■ **ACTIVITY**
Copy out each line of the listing below that contains the word "OutputPaths".

= = = = = = =

use std::path::PathBuf;

use crate::config::AnalysisConfig;
use crate::model::cache::CacheOutcome;
use crate::model::{
    FittedModel, GroupSummary, HeteroscedasticGaussian, PointProcessFitter,
    PoissonQuadratureFitter, RegressionFitter,
};
use crate::schema::v1::PpaReportV1;
use crate::spatial::{GaussianSmoother, Smoother};
use crate::table::SampleCollection;

pub fn intensity_column(pattern: &str) -> String {
    format!("intensity_{}", pattern)
}

pub fn density_column(pattern: &str) -> String {
    format!("density_{}", pattern)
}

pub fn fitted_column(response: &str) -> String {
    format!("fitted_{}", response)
}

pub const GROUP_MODEL_COLUMN: &str = "group_model";

/// Which columns the analysis runs on.
#[derive(Debug, Clone)]
pub struct AnalysisPlan {
    /// Pattern whose intensity is modelled.
    pub response_pattern: String,
    /// Pattern whose density field is the cross-pattern covariate.
    pub covariate_pattern: String,
    /// Factor columns for the group model mean.
    pub group_covariates: Vec<String>,
    /// Factor columns for the group model log scale.
    pub variance_covariates: Vec<String>,
    /// Factor columns added to the cross-pattern model.
    pub cross_factors: Vec<String>,
}

#[derive(Debug, Clone)]
pub struct OutputPaths {
    pub out_dir: PathBuf,
    pub json_path: PathBuf,
    pub intensity_tsv_path: PathBuf,
    pub coefficients_tsv_path: PathBuf,
    pub model_cache_dir: PathBuf,
}

/// Numerical engines used by the pipeline stages.
pub struct Engines {
    pub smoother: Box<dyn Smoother>,
    pub regression: Box<dyn RegressionFitter>,
    pub point_process: Box<dyn PointProcessFitter>,
}

impl Default for Engines {
    fn default() -> Self {
        Self {
            smoother: Box::new(GaussianSmoother),
            regression: Box::new(HeteroscedasticGaussian),
            point_process: Box::new(PoissonQuadratureFitter),
        }
    }
}

pub struct Ctx {
    pub input: PathBuf,
    pub plan: AnalysisPlan,
    pub config: AnalysisConfig,
    pub engines: Engines,
    pub write_json: bool,
    pub write_tsv: bool,
    pub collection: Option<SampleCollection>,
    pub group_summaries: Vec<GroupSummary>,
    pub group_model: Option<FittedModel>,
    pub group_model_source: Option<CacheOutcome>,
    pub cross_model: Option<FittedModel>,
    pub cross_model_source: Option<CacheOutcome>,
    pub warnings: Vec<String>,
    pub output: OutputPaths,
    pub report: PpaReportV1,
}

impl Ctx {
    pub fn new(
        input: PathBuf,
        out_dir: PathBuf,
        plan: AnalysisPlan,
        config: AnalysisConfig,
        write_json: bool,
        write_tsv: bool,
        tool_version: &str,
    ) -> Self {
        let json_path = out_dir.join("ppa.json");
        let intensity_tsv_path = out_dir.join("intensity.tsv");
        let coefficients_tsv_path = out_dir.join("coefficients.tsv");
        let model_cache_dir = out_dir.join("models");
        let report = PpaReportV1::empty(tool_version, config.clone());
        Self {
            input,
            plan,
            config,
            engines: Engines::default(),
            write_json,
            write_tsv,
            collection: None,
            group_summaries: Vec::new(),
            group_model: None,
            group_model_source: None,
            cross_model: None,
            cross_model_source: None,
            warnings: Vec::new(),
            output: OutputPaths {
                out_dir,
                json_path,
                intensity_tsv_path,
                coefficients_tsv_path,
                model_cache_dir,
            },
            report,
        }
    }

    pub fn collection(&self) -> anyhow::Result<&SampleCollection> {
        self.collection
            .as_ref()
            .ok_or_else(|| anyhow::anyhow!("sample collection not loaded"))
    }

    pub fn collection_mut(&mut self) -> anyhow::Result<&mut SampleCollection> {
        self.collection
            .as_mut()
            .ok_or_else(|| anyhow::anyhow!("sample collection not loaded"))
    }
}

= = = = = = =

■ **OUTPUT FOR THIS EXERCISE**
pub struct OutputPaths {
    pub output: OutputPaths,
            output: OutputPaths {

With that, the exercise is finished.